On Wed, Apr 30, 2014 at 9:24 PM, Dmitriy Lyubimov <dlieu.7@gmail.com> wrote:
> On Wed, Apr 30, 2014 at 11:42 AM, Dmitriy Lyubimov <dlieu.7@gmail.com
> >wrote:
>
> > I also would suggest to take some guinea pigs to validate stuff.
> >
> > E.g. if i may make a suggestion, let's see how we'd do a categorical
> > variable vectorization into predictor variables in our wouldbe language
> > here.
> >
>
> to be a bit further specific here, here's what roughly happens here.
> assuming we have a column named "C1"
>
>
> (1) assess levels and their number (in R sense, aka R "factor" type)
> (2) assume there's n total levels (i.e. distinct categories). Assign each
> level, except one, to n1 Bernoulli features named according to certain
> convention e.g. "C1_<levelnameprefix>".
> (3) repeat that for all categorical variables in the data frame.
> (4) generate final dataframe executing mapping categories established in
> (2) and (3) (set predictors to 1 if current categorical value matches
> predictor's).
> (5) compute resulting data frame summaries (mean, variance, quartiles).
>
> seems simple enough, but how would it look like?
>
Sounds good.
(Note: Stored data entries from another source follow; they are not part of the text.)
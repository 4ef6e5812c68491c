//! Sell-price rounding
//!
//! All rounding in the markup stage funnels through one helper so every
//! component and the global total agree on semantics. `Nearest` rounds
//! midpoints away from zero, not banker's rounding.

use lanerate_core::models::RoundRule;
use rust_decimal::{Decimal, RoundingStrategy};

/// Round `value` to the nearest `increment` per `rule`
///
/// The increment must be positive; policy load validation guarantees it.
pub fn round_to_increment(value: Decimal, rule: RoundRule, increment: Decimal) -> Decimal {
    let quotient = value / increment;
    let rounded = match rule {
        RoundRule::Up => quotient.ceil(),
        RoundRule::Down => quotient.floor(),
        RoundRule::Nearest => {
            quotient.round_dp_with_strategy(0, RoundingStrategy::MidpointAwayFromZero)
        }
    };
    rounded * increment
}
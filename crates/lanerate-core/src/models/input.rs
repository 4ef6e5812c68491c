//! Cost calculation input
//!
//! The caller-facing request shape for one pricing run. Origin and
//! destination are used to resolve the tariff externally; the calculator
//! itself takes a pre-resolved tariff.

use serde::{Deserialize, Serialize};
use validator::Validate;

use super::piece::Piece;
use super::tariff::ServiceLevel;

/// Input for one cost calculation
#[derive(Debug, Clone, Serialize, Deserialize, Validate)]
pub struct CostCalculationInput {
    /// Pieces to ship (at least one)
    #[validate(length(min = 1, message = "at least one piece is required"), nested)]
    pub pieces: Vec<Piece>,

    /// Origin location code
    #[validate(length(min = 1, message = "origin is required"))]
    pub origin: String,

    /// Destination location code
    #[validate(length(min = 1, message = "destination is required"))]
    pub destination: String,

    /// Product tier to quote under
    pub service_level: ServiceLevel,

    /// Selected packaging SKU IDs, if any
    #[serde(default)]
    pub packaging: Option<Vec<String>>,

    /// Days the shipment will sit in storage before uplift
    #[serde(default)]
    pub storage_days: Option<u32>,
}

#[cfg(test)]
mod tests {
    use super::*;
    use rust_decimal_macros::dec;

    fn one_piece() -> Piece {
        Piece {
            weight_kg: dec!(5),
            dimensions: None,
            piece_type: Default::default(),
        }
    }

    #[test]
    fn test_valid_input() {
        let input = CostCalculationInput {
            pieces: vec![one_piece()],
            origin: "JFK".to_string(),
            destination: "KIN".to_string(),
            service_level: ServiceLevel::JetPak,
            packaging: None,
            storage_days: None,
        };
        assert!(input.validate().is_ok());
    }

    #[test]
    fn test_empty_pieces_rejected() {
        let input = CostCalculationInput {
            pieces: vec![],
            origin: "JFK".to_string(),
            destination: "KIN".to_string(),
            service_level: ServiceLevel::JetPak,
            packaging: None,
            storage_days: None,
        };
        assert!(input.validate().is_err());
    }

    #[test]
    fn test_nested_piece_validation() {
        let input = CostCalculationInput {
            pieces: vec![Piece {
                weight_kg: dec!(-2),
                dimensions: None,
                piece_type: Default::default(),
            }],
            origin: "JFK".to_string(),
            destination: "KIN".to_string(),
            service_level: ServiceLevel::JetPak,
            packaging: None,
            storage_days: None,
        };
        assert!(input.validate().is_err());
    }
}
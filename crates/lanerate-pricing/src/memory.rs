//! In-memory collaborator implementations
//!
//! Map-backed tariff resolution and packaging lookup, for tests,
//! bootstrapping, and callers that preload their data. Storage-backed
//! implementations live with the persistence layer.

use async_trait::async_trait;
use lanerate_core::models::{PackagingSku, PricingPolicy, ServiceLevel, Tariff};
use lanerate_core::traits::{PackagingCatalog, PolicySource, TariffResolver};
use lanerate_core::{PricingError, PricingResult};
use std::collections::HashMap;
use tracing::warn;

/// Tariff resolver over a preloaded list
pub struct InMemoryTariffResolver {
    tariffs: Vec<Tariff>,
}

impl InMemoryTariffResolver {
    /// Build a resolver, validating every tariff's band structure up front
    pub fn new(tariffs: Vec<Tariff>) -> PricingResult<Self> {
        for tariff in &tariffs {
            tariff.validate_bands()?;
        }
        Ok(Self { tariffs })
    }
}

#[async_trait]
impl TariffResolver for InMemoryTariffResolver {
    async fn resolve(
        &self,
        origin: &str,
        destination: &str,
        service_level: ServiceLevel,
    ) -> PricingResult<Tariff> {
        let found = self.tariffs.iter().find(|t| {
            t.origin == origin
                && t.destination == destination
                && t.service_level == service_level
                && t.is_effective()
        });

        match found {
            Some(tariff) => Ok(tariff.clone()),
            None => {
                warn!(origin, destination, %service_level, "no tariff for route");
                Err(PricingError::NoTariffFound {
                    origin: origin.to_string(),
                    destination: destination.to_string(),
                    service_level: service_level.to_string(),
                })
            }
        }
    }
}

/// Packaging catalog over a preloaded SKU map
pub struct InMemoryPackagingCatalog {
    skus: HashMap<String, PackagingSku>,
}

impl InMemoryPackagingCatalog {
    pub fn new(skus: Vec<PackagingSku>) -> Self {
        Self {
            skus: skus.into_iter().map(|s| (s.id.clone(), s)).collect(),
        }
    }
}

impl PackagingCatalog for InMemoryPackagingCatalog {
    fn find_sku(&self, sku_id: &str) -> Option<PackagingSku> {
        self.skus.get(sku_id).cloned()
    }
}

/// Policy source that always returns one pinned policy
pub struct StaticPolicySource {
    policy: PricingPolicy,
}

impl StaticPolicySource {
    pub fn new(policy: PricingPolicy) -> Self {
        Self { policy }
    }
}

#[async_trait]
impl PolicySource for StaticPolicySource {
    async fn current(&self) -> PricingResult<PricingPolicy> {
        Ok(self.policy.clone())
    }
}
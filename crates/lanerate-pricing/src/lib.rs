//! LaneRate Pricing Engine
//!
//! Converts a shipment's physical characteristics into a customer-facing
//! sell price while tracking carrier cost, applied markup, and margin.
//!
//! Two pure calculation stages, invoked synchronously per quote:
//!
//! - [`cost::calculate_cost`] — chargeable weight, tariff band selection,
//!   overweight, packaging, and storage costs
//! - [`markup::apply_markup`] — per-component markup/rounding/floors, the
//!   outside-USA surcharge, global minimum, and margin metrics
//!
//! [`quote::QuoteService`] composes the two behind injected collaborators
//! for callers that want a single entry point.

pub mod constants;
pub mod cost;
pub mod markup;
pub mod memory;
pub mod policy_loader;
pub mod quote;
pub mod rounding;

pub use cost::calculate_cost;
pub use markup::apply_markup;
pub use quote::QuoteService;
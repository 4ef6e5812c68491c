//! Domain models for LaneRate
//!
//! This module contains all the core domain models used by the pricing engine.

pub mod breakdown;
pub mod input;
pub mod packaging;
pub mod piece;
pub mod policy;
pub mod tariff;

pub use breakdown::{CalculationDetails, ComponentAmounts, CostBreakdown, SellBreakdown};
pub use input::CostCalculationInput;
pub use packaging::{PackagingCategory, PackagingSku, PackagingSpecs};
pub use piece::{Dimensions, Piece, PieceType};
pub use policy::{
    ComponentPricing, ComponentTable, CostComponent, GlobalRules, OutsideUsaSurcharge,
    PricingPolicy, RoundRule, SurchargeRules,
};
pub use tariff::{ServiceLevel, Tariff, TariffBand, TierCaps};
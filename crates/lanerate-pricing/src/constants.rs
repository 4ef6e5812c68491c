//! Pricing constants

use rust_decimal::Decimal;
use rust_decimal_macros::dec;

/// Days of storage included free of charge
pub const STORAGE_FREE_DAYS: u32 = 7;

/// Storage rate per day per piece beyond the free window
pub const STORAGE_RATE_PER_PIECE_DAY: Decimal = dec!(2.50);

/// Component sell prices round to this increment (whole dollars)
pub const COMPONENT_ROUND_INCREMENT: Decimal = dec!(1);
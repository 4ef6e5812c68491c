//! Piece model
//!
//! Represents one physical item in a shipment. Chargeable weight follows
//! air-freight practice: the greater of actual and dimensional weight.

use rust_decimal::Decimal;
use serde::{Deserialize, Serialize};
use std::fmt;
use validator::{Validate, ValidationError};

/// Standard air-freight volumetric divisor (cm^3 per kg)
const VOLUMETRIC_DIVISOR: i64 = 6000;

/// Piece type enumeration
#[derive(Debug, Clone, Copy, PartialEq, Eq, Serialize, Deserialize, Default)]
#[serde(rename_all = "lowercase")]
pub enum PieceType {
    /// Shipping barrel
    Barrel,
    /// Cardboard box or crate
    #[default]
    Box,
}

impl fmt::Display for PieceType {
    fn fmt(&self, f: &mut fmt::Formatter<'_>) -> fmt::Result {
        match self {
            PieceType::Barrel => write!(f, "barrel"),
            PieceType::Box => write!(f, "box"),
        }
    }
}

/// Physical dimensions of a piece in centimeters
#[derive(Debug, Clone, Copy, PartialEq, Serialize, Deserialize, Validate)]
pub struct Dimensions {
    #[validate(custom(function = "validate_positive"))]
    pub length_cm: Decimal,

    #[validate(custom(function = "validate_positive"))]
    pub width_cm: Decimal,

    #[validate(custom(function = "validate_positive"))]
    pub height_cm: Decimal,
}

impl Dimensions {
    pub fn new(length_cm: Decimal, width_cm: Decimal, height_cm: Decimal) -> Self {
        Self {
            length_cm,
            width_cm,
            height_cm,
        }
    }

    /// Sum of the three dimensions, used for linear-size eligibility caps
    #[inline]
    pub fn linear_cm(&self) -> Decimal {
        self.length_cm + self.width_cm + self.height_cm
    }

    /// Volume in cubic centimeters
    #[inline]
    pub fn volume_cm3(&self) -> Decimal {
        self.length_cm * self.width_cm * self.height_cm
    }
}

/// One physical item to ship
///
/// Immutable input value: pieces are never mutated by the engine.
#[derive(Debug, Clone, PartialEq, Serialize, Deserialize, Validate)]
pub struct Piece {
    /// Actual weight in kilograms
    #[validate(custom(function = "validate_positive"))]
    pub weight_kg: Decimal,

    /// Physical dimensions, if measured
    #[validate(nested)]
    pub dimensions: Option<Dimensions>,

    /// Piece type
    #[serde(default)]
    pub piece_type: PieceType,
}

impl Piece {
    /// Dimensional (volumetric) weight in kilograms
    ///
    /// `(L x W x H in cm) / 6000`. Pieces without dimensions have no
    /// dimensional weight.
    pub fn dimensional_weight_kg(&self) -> Option<Decimal> {
        self.dimensions
            .map(|d| d.volume_cm3() / Decimal::from(VOLUMETRIC_DIVISOR))
    }

    /// Chargeable weight in kilograms
    ///
    /// Carriers bill by whichever is larger: physical heft or space
    /// consumed. Pieces without dimensions use actual weight only.
    pub fn chargeable_weight_kg(&self) -> Decimal {
        match self.dimensional_weight_kg() {
            Some(dim) => self.weight_kg.max(dim),
            None => self.weight_kg,
        }
    }
}

fn validate_positive(value: &Decimal) -> Result<(), ValidationError> {
    if *value <= Decimal::ZERO {
        return Err(ValidationError::new("must_be_positive"));
    }
    Ok(())
}
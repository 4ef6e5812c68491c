//! Collaborator traits for the pricing engine
//!
//! The engine has zero knowledge of how tariffs, packaging catalogs, or
//! policies are stored. Callers inject implementations of these traits;
//! storage-backed ones are expected, in-memory ones ship with the pricing
//! crate for tests and bootstrapping.

use async_trait::async_trait;

use crate::error::PricingError;
use crate::models::{PackagingSku, PricingPolicy, ServiceLevel, Tariff};

/// Resolves the active tariff for a lane and product tier
///
/// Must return an active, versioned tariff or signal "no route" via
/// `PricingError::NoTariffFound`. The engine surfaces that as a terminal
/// error; it is never retried with the same inputs.
#[async_trait]
pub trait TariffResolver: Send + Sync {
    async fn resolve(
        &self,
        origin: &str,
        destination: &str,
        service_level: ServiceLevel,
    ) -> Result<Tariff, PricingError>;
}

/// Looks up packaging SKUs by catalog ID
///
/// Synchronous because the cost calculator is a pure function; callers
/// backed by remote catalogs should prefetch into a map first.
pub trait PackagingCatalog: Send + Sync {
    /// Find a SKU by ID; `None` when the ID does not resolve
    fn find_sku(&self, sku_id: &str) -> Option<PackagingSku>;
}

/// Supplies the pricing policy to pin for a calculation
///
/// The engine accepts one pinned policy per call; it does not poll or
/// subscribe to policy changes.
#[async_trait]
pub trait PolicySource: Send + Sync {
    async fn current(&self) -> Result<PricingPolicy, PricingError>;
}
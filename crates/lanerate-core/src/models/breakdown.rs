//! Cost and sell breakdown models
//!
//! Pure output values, created fresh per pricing request. The engine holds
//! no cross-request state and never mutates a breakdown after producing it.

use rust_decimal::Decimal;
use serde::{Deserialize, Serialize};

use super::packaging::PackagingSku;
use super::policy::CostComponent;
use super::tariff::TariffBand;

/// One amount per cost component
///
/// Reused for cost amounts, sell amounts, and applied markup multipliers.
#[derive(Debug, Clone, Copy, PartialEq, Serialize, Deserialize, Default)]
pub struct ComponentAmounts {
    pub freight: Decimal,
    pub overweight: Decimal,
    pub packaging: Decimal,
    pub storage: Decimal,
    pub pickup: Decimal,
    pub delivery: Decimal,
}

impl ComponentAmounts {
    /// Sum across all six components
    pub fn total(&self) -> Decimal {
        self.freight + self.overweight + self.packaging + self.storage + self.pickup + self.delivery
    }

    /// Amount for one component
    pub fn get(&self, component: CostComponent) -> Decimal {
        match component {
            CostComponent::Freight => self.freight,
            CostComponent::Overweight => self.overweight,
            CostComponent::Packaging => self.packaging,
            CostComponent::Storage => self.storage,
            CostComponent::Pickup => self.pickup,
            CostComponent::Delivery => self.delivery,
        }
    }

    /// Set the amount for one component
    pub fn set(&mut self, component: CostComponent, amount: Decimal) {
        match component {
            CostComponent::Freight => self.freight = amount,
            CostComponent::Overweight => self.overweight = amount,
            CostComponent::Packaging => self.packaging = amount,
            CostComponent::Storage => self.storage = amount,
            CostComponent::Pickup => self.pickup = amount,
            CostComponent::Delivery => self.delivery = amount,
        }
    }
}

/// Intermediate figures from the cost calculation, kept for audit display
#[derive(Debug, Clone, PartialEq, Serialize, Deserialize)]
pub struct CalculationDetails {
    /// Sum of actual piece weights
    pub total_weight_kg: Decimal,

    /// Sum of piece volumes in cubic meters (pieces without dimensions
    /// contribute zero)
    pub total_volume_m3: Decimal,

    /// Whether the shipment exceeded the tariff's top band
    pub is_overweight: bool,

    /// Kilograms billed at the overweight rate
    pub overweight_kg: Decimal,

    /// The band whose flat rate priced the shipment
    pub applied_band: TariffBand,

    /// Packaging SKUs that resolved from the catalog
    pub packaging_skus: Vec<PackagingSku>,
}

/// Output of the cost calculation stage
#[derive(Debug, Clone, PartialEq, Serialize, Deserialize)]
pub struct CostBreakdown {
    /// Internal (carrier) cost per component
    pub costs: ComponentAmounts,

    /// Sum of all component costs
    pub subtotal: Decimal,

    /// Shipment chargeable weight (max of actual and dimensional, summed)
    pub chargeable_weight_kg: Decimal,

    /// Audit detail
    pub calculations: CalculationDetails,
}

/// Output of the markup stage: the customer-facing price with margin metrics
#[derive(Debug, Clone, PartialEq, Serialize, Deserialize)]
pub struct SellBreakdown {
    /// The cost breakdown this sell price was derived from
    pub cost: CostBreakdown,

    /// Post-markup sell price per component
    pub sell: ComponentAmounts,

    /// Outside-USA payment surcharge (zero when not applicable)
    pub surcharge: Decimal,

    /// Final customer price
    pub total: Decimal,

    /// `total - cost.subtotal`
    pub margin: Decimal,

    /// Margin as a percentage of cost (zero when cost is zero)
    pub margin_percentage: Decimal,

    /// Markup multipliers actually used (1.0 for pass-through or zero-cost
    /// components)
    pub applied_markups: ComponentAmounts,

    /// Version label of the policy that produced this price
    pub policy_version: String,
}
Minor nit in that 1 of n coding should be allowed as well.
I would also expect that we could do random hashing encoding as well.
A similar problem statement is possible for values that are textual, in
addition to categorical. The process is essentially the same in that you
have 0 or 1 passes to optionally agree on a dictionary and then another
pass to encode into n columns.